Given the arguments above, we can now obtain localized yet spatially structured activity states on the scale we aim for as initial conditions by using iso-orientation domains that form continuous patches around pinwheels and extend in a discontinuous fashion over larger areas. In these patches, neural activity can get into a critical mode, like neural avalanches [42] that would locally perturb the ionic homeostasis as exemplary shown in Fig. 5 (lower left).
3.3.2 Sampling of Patterns in Cortical Feature Maps
In [43], the authors analyzed the design principles that lie behind the columnar organization of the visual cortex. The precise design principles of this cortical organization is governed by an annulus-like spectral structure in Fourier domain [36, 43], which is determined by mainly one parameter (scaling), that is, the annulus width.
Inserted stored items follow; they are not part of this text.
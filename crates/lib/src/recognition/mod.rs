//! Voice recognition pipeline: ordered provider tiers with per-tier timeout.
//!
//! The platform-native transcript is tier one; hosted speech-to-text engines
//! follow. A tier that errors, times out, or returns a blank transcript is
//! skipped (never retried) and the next tier is tried. When every tier is
//! exhausted the result carries a diagnostic note and the caller must not
//! forward empty text downstream.

mod transcription_api;

pub use transcription_api::TranscriptionApiProvider;

use crate::channels::VoicePayload;
use async_trait::async_trait;
use std::sync::Arc;
use std::time::Duration;

pub const DEFAULT_PROVIDER_TIMEOUT: Duration = Duration::from_secs(10);

#[derive(Debug, thiserror::Error)]
pub enum RecognitionError {
    #[error("recognition request failed: {0}")]
    Request(#[from] reqwest::Error),
    #[error("recognition api error: {0}")]
    Api(String),
    #[error("no transcript available")]
    Unavailable,
}

/// One recognition tier in the fallback chain.
#[async_trait]
pub trait RecognitionProvider: Send + Sync {
    fn name(&self) -> &str;
    async fn recognize(&self, voice: &VoicePayload) -> Result<String, RecognitionError>;
}

/// Which tier produced the transcript (None = every tier exhausted).
#[derive(Debug, Clone, Copy, PartialEq, Eq)]
pub enum RecognitionTier {
    Native,
    Fallback1,
    Fallback2,
    None,
}

impl RecognitionTier {
    fn from_index(i: usize) -> Self {
        match i {
            0 => RecognitionTier::Native,
            1 => RecognitionTier::Fallback1,
            _ => RecognitionTier::Fallback2,
        }
    }
}

/// Outcome of one pipeline run. Transient; never persisted.
#[derive(Debug, Clone)]
pub struct RecognitionResult {
    pub transcript: String,
    pub success: bool,
    pub tier: RecognitionTier,
    /// Diagnostic when the transcript is empty or every tier failed.
    pub note: Option<String>,
}

/// Ordered fallback chain of recognition providers.
pub struct RecognitionPipeline {
    providers: Vec<Arc<dyn RecognitionProvider>>,
    provider_timeout: Duration,
}

impl RecognitionPipeline {
    pub fn new(providers: Vec<Arc<dyn RecognitionProvider>>, provider_timeout: Duration) -> Self {
        Self {
            providers,
            provider_timeout,
        }
    }

    /// Try each tier in order. A blank transcript is a tier failure; empty
    /// text is never a valid recognition result.
    pub async fn recognize(&self, voice: &VoicePayload) -> RecognitionResult {
        for (i, provider) in self.providers.iter().enumerate() {
            let attempt = tokio::time::timeout(self.provider_timeout, provider.recognize(voice));
            match attempt.await {
                Err(_) => {
                    log::warn!("recognition tier {} timed out, skipping", provider.name());
                }
                Ok(Err(e)) => {
                    log::debug!("recognition tier {} failed: {}", provider.name(), e);
                }
                Ok(Ok(text)) => {
                    let text = text.trim();
                    if text.is_empty() {
                        log::debug!(
                            "recognition tier {} returned blank transcript, skipping",
                            provider.name()
                        );
                    } else {
                        log::info!("recognition succeeded at tier {}", provider.name());
                        return RecognitionResult {
                            transcript: text.to_string(),
                            success: true,
                            tier: RecognitionTier::from_index(i),
                            note: None,
                        };
                    }
                }
            }
        }
        RecognitionResult {
            transcript: String::new(),
            success: false,
            tier: RecognitionTier::None,
            note: Some(format!(
                "no usable transcript after {} tier(s)",
                self.providers.len()
            )),
        }
    }
}

/// Tier one: the transcript the platform attached to the voice event, if any.
pub struct NativeTranscriptProvider;

#[async_trait]
impl RecognitionProvider for NativeTranscriptProvider {
    fn name(&self) -> &str {
        "platform-native"
    }

    async fn recognize(&self, voice: &VoicePayload) -> Result<String, RecognitionError> {
        voice
            .transcript
            .clone()
            .ok_or(RecognitionError::Unavailable)
    }
}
The parameter depth reflects the tuning properties of orientation preference or we can also interpret this as the range of orientation angles that we consider within the iso-orientation domain. The third parameter reflects the distance long-range coupling ranges before it significantly attenuates.
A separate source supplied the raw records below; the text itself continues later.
//! Stream ingress HTTP server.
//!
//! The platform-facing transport (WebSocket stream SDK or an HTTP relay)
//! POSTs callback frames here; the response body carries the ack for that
//! delivery, so the platform sees the processing outcome synchronously and
//! redelivers on error or missing ack.

use crate::channels::{AckResult, ChatbotFrame, Delivery};
use crate::routing::ReplyRouteStore;
use anyhow::{Context, Result};
use axum::{extract::State, http::StatusCode, routing::get, routing::post, Json, Router};
use serde_json::json;
use std::sync::Arc;
use tokio::sync::{mpsc, oneshot};

#[derive(Clone)]
pub struct IngressState {
    pub deliveries: mpsc::Sender<Delivery>,
    pub routes: Arc<ReplyRouteStore>,
}

pub fn router(state: IngressState) -> Router {
    Router::new()
        .route("/", get(health))
        .route("/stream/callback", post(stream_callback))
        .with_state(state)
}

/// Bind and serve until the process exits.
pub async fn run_ingress(state: IngressState, bind: &str, port: u16) -> Result<()> {
    let addr = format!("{}:{}", bind, port);
    let listener = tokio::net::TcpListener::bind(&addr)
        .await
        .with_context(|| format!("binding ingress on {}", addr))?;
    log::info!("stream ingress listening on {}", addr);
    axum::serve(listener, router(state))
        .await
        .context("ingress server stopped")
}

async fn health() -> Json<serde_json::Value> {
    Json(json!({ "runtime": "running" }))
}

/// One platform delivery: parse, bind the reply route, hand to intake, and
/// answer with the ack frame once processing completes.
async fn stream_callback(
    State(state): State<IngressState>,
    Json(frame): Json<ChatbotFrame>,
) -> (StatusCode, Json<serde_json::Value>) {
    let webhook = frame.session_webhook.clone();
    let Some(message) = frame.into_inbound() else {
        // Nothing to process; a positive ack stops pointless redelivery.
        let ack = AckResult::ok("no processable content");
        return (StatusCode::OK, Json(crate::channels::dingtalk::ack_frame(&ack)));
    };
    if !webhook.is_empty() {
        state.routes.bind(message.conversation_id.clone(), webhook).await;
    }

    let (ack_tx, ack_rx) = oneshot::channel();
    let delivery = Delivery {
        message,
        ack: ack_tx,
    };
    if state.deliveries.send(delivery).await.is_err() {
        log::error!("intake loop is gone, rejecting delivery");
        let ack = AckResult::error("intake unavailable");
        return (
            StatusCode::SERVICE_UNAVAILABLE,
            Json(crate::channels::dingtalk::ack_frame(&ack)),
        );
    }
    let ack = match ack_rx.await {
        Ok(ack) => ack,
        Err(_) => AckResult::error("processing task dropped before ack"),
    };
    let status = if ack.is_ok() {
        StatusCode::OK
    } else {
        StatusCode::INTERNAL_SERVER_ERROR
    };
    (status, Json(crate::channels::dingtalk::ack_frame(&ack)))
}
These design principles can be exploited and a procedure can be designed to construct maps with the same properties. The constructed maps come very close to the maps found in brains of macaque monkeys (see [43] and references therein).
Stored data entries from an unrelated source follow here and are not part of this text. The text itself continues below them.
use clap::{Parser, Subcommand};
use lib::backend::DifyClient;
use lib::config::{self, Config};
use lib::dedup::DedupStore;
use lib::delivery::{StreamingOptions, WebhookCardTransport};
use lib::extract::ContentExtractor;
use lib::ingress::{run_ingress, IngressState};
use lib::intake::{run_intake_loop, IntakeController};
use lib::recognition::{
    NativeTranscriptProvider, RecognitionPipeline, RecognitionProvider, TranscriptionApiProvider,
};
use lib::routing::ReplyRouteStore;
use std::sync::Arc;
use std::time::Duration;
use tokio::sync::mpsc;

#[derive(Parser)]
#[command(name = "mindbot")]
#[command(about = "MindBot stream adapter", long_about = None)]
struct Cli {
    #[command(subcommand)]
    command: Option<Commands>,
}

#[derive(Subcommand)]
enum Commands {
    /// Show version
    Version,

    /// Run the stream adapter: ingress server, intake loop, dedup sweeper.
    Run {
        /// Config file path (default: MINDBOT_CONFIG_PATH or ~/.mindbot/config.json)
        #[arg(long, short, value_name = "PATH")]
        config: Option<std::path::PathBuf>,

        /// Ingress port (default from config or 15250)
        #[arg(long, short)]
        port: Option<u16>,
    },

    /// Check credentials and backend reachability without processing messages.
    TestConnection {
        /// Config file path (default: MINDBOT_CONFIG_PATH or ~/.mindbot/config.json)
        #[arg(long, short, value_name = "PATH")]
        config: Option<std::path::PathBuf>,
    },
}

#[tokio::main]
async fn main() {
    env_logger::Builder::from_env(env_logger::Env::default().default_filter_or("info")).init();

    let cli = Cli::parse();

    match cli.command {
        Some(Commands::Version) => {
            println!("mindbot {}", env!("CARGO_PKG_VERSION"));
        }
        Some(Commands::Run { config, port }) => {
            if let Err(e) = run(config, port).await {
                log::error!("run failed: {}", e);
                std::process::exit(1);
            }
        }
        Some(Commands::TestConnection { config }) => {
            if let Err(e) = test_connection(config).await {
                log::error!("connection test failed: {}", e);
                std::process::exit(1);
            }
        }
        None => {
            println!("Run with --help for usage");
        }
    }
}

fn build_recognition(config: &Config) -> RecognitionPipeline {
    let mut providers: Vec<Arc<dyn RecognitionProvider>> = vec![Arc::new(NativeTranscriptProvider)];
    for (i, ep) in config.recognition.fallback_endpoints.iter().enumerate() {
        providers.push(Arc::new(TranscriptionApiProvider::new(
            format!("fallback-{}", i + 1),
            ep.base_url.clone(),
            ep.api_key.clone(),
            ep.model.clone(),
        )));
    }
    RecognitionPipeline::new(
        providers,
        Duration::from_secs(config.recognition.provider_timeout_secs),
    )
}

fn streaming_options(config: &Config) -> StreamingOptions {
    StreamingOptions {
        min_flush_chars: config.streaming.min_flush_chars,
        flush_debounce: Duration::from_millis(config.streaming.flush_debounce_ms),
        max_push_retries: config.streaming.max_push_retries,
        retry_delay: Duration::from_millis(config.streaming.retry_delay_ms),
        message_limit: config.limits.message_limit,
    }
}

async fn run(
    config_path: Option<std::path::PathBuf>,
    port: Option<u16>,
) -> anyhow::Result<()> {
    let (config, path) = config::load_config(config_path)?;
    log::info!("using config at {}", path.display());

    let dedup = Arc::new(DedupStore::new(
        Duration::from_secs(config.dedup.ttl_secs),
        config.dedup.capacity,
    ));
    let _sweeper = dedup.spawn_sweeper();

    let extractor = ContentExtractor::new(build_recognition(&config));

    let backend = Arc::new(DifyClient::new(
        config.backend.base_url.clone(),
        config::resolve_backend_api_key(&config),
        Duration::from_secs(config.backend.timeout_secs),
    ));

    let routes = Arc::new(ReplyRouteStore::new());
    let transport = Arc::new(WebhookCardTransport::new(
        Arc::clone(&routes),
        config.platform.card_template_id.clone(),
        Duration::from_secs(config.streaming.call_timeout_secs),
    ));

    let controller = Arc::new(IntakeController::new(
        dedup,
        extractor,
        backend,
        transport,
        config.limits.max_concurrent_backend_calls,
        streaming_options(&config),
        config.platform.enable_streaming,
    ));

    let (tx, rx) = mpsc::channel(64);
    let intake = tokio::spawn(run_intake_loop(rx, controller));

    let state = IngressState {
        deliveries: tx,
        routes,
    };
    let bind = config.platform.bind.clone();
    let ingress_port = port.unwrap_or(config.platform.port);

    tokio::select! {
        res = run_ingress(state, &bind, ingress_port) => res?,
        _ = tokio::signal::ctrl_c() => {
            log::info!("shutting down");
        }
    }
    intake.abort();
    Ok(())
}

async fn test_connection(config_path: Option<std::path::PathBuf>) -> anyhow::Result<()> {
    let (config, path) = config::load_config(config_path)?;
    log::info!("using config at {}", path.display());

    let (client_id, client_secret) = config::resolve_platform_credentials(&config);
    if client_id.is_none() || client_secret.is_none() {
        log::warn!("platform credentials are not fully configured");
    } else {
        println!("platform credentials: configured");
    }

    let backend = DifyClient::new(
        config.backend.base_url.clone(),
        config::resolve_backend_api_key(&config),
        Duration::from_secs(30),
    );
    backend.ping().await?;
    println!("backend: reachable");
    Ok(())
}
To construct initial conditions from these maps we used a procedure that uses four control parameters and is visualized in Fig. 4. The details are as follows: A pinwheel map is a function that maps our two-dimensional plane to the interval . We construct such a map using the procedure in [43]. During construction, we can choose the scaling of the map. This is our first parameter. After constructing this map, by means of a Gaussian, we choose a range of orientations that is excited. Mathematically speaking, this is the concatenation of the Gaussian distribution with the pinwheel map. This gives the next parameter, namely the width of the Gaussian that selects the angles, we call that parameter the depth. The next step is to constrain the generated pattern spatially by multiplication with another Gaussian, which is defined on the plane P and chosen to be rotationally symmetric. The width of this Gaussian gives rise to the third parameter, the size of the pattern. Finally, we multiply the pattern by a certain amplitude, which is chosen such that the integral of the pattern over the plane gives a chosen number, which constitutes the fourth parameter, we called the excess.
Finally, initial conditions are generated by setting the plane to the (stable) homogeneous state and then adding the generated pattern, which represents increased activity like in neural avalanche, to the activator variable u, which represents the ionic imbalance most notably the extracellular potassium concentration.
In a first run, we scanned the space spanned by the four parameters coarsely. We used the marginal distributions of the number of solutions with an excitation duration (ED) >0 with respect to the parameters to decide how densely to sample the parameter space in the final run.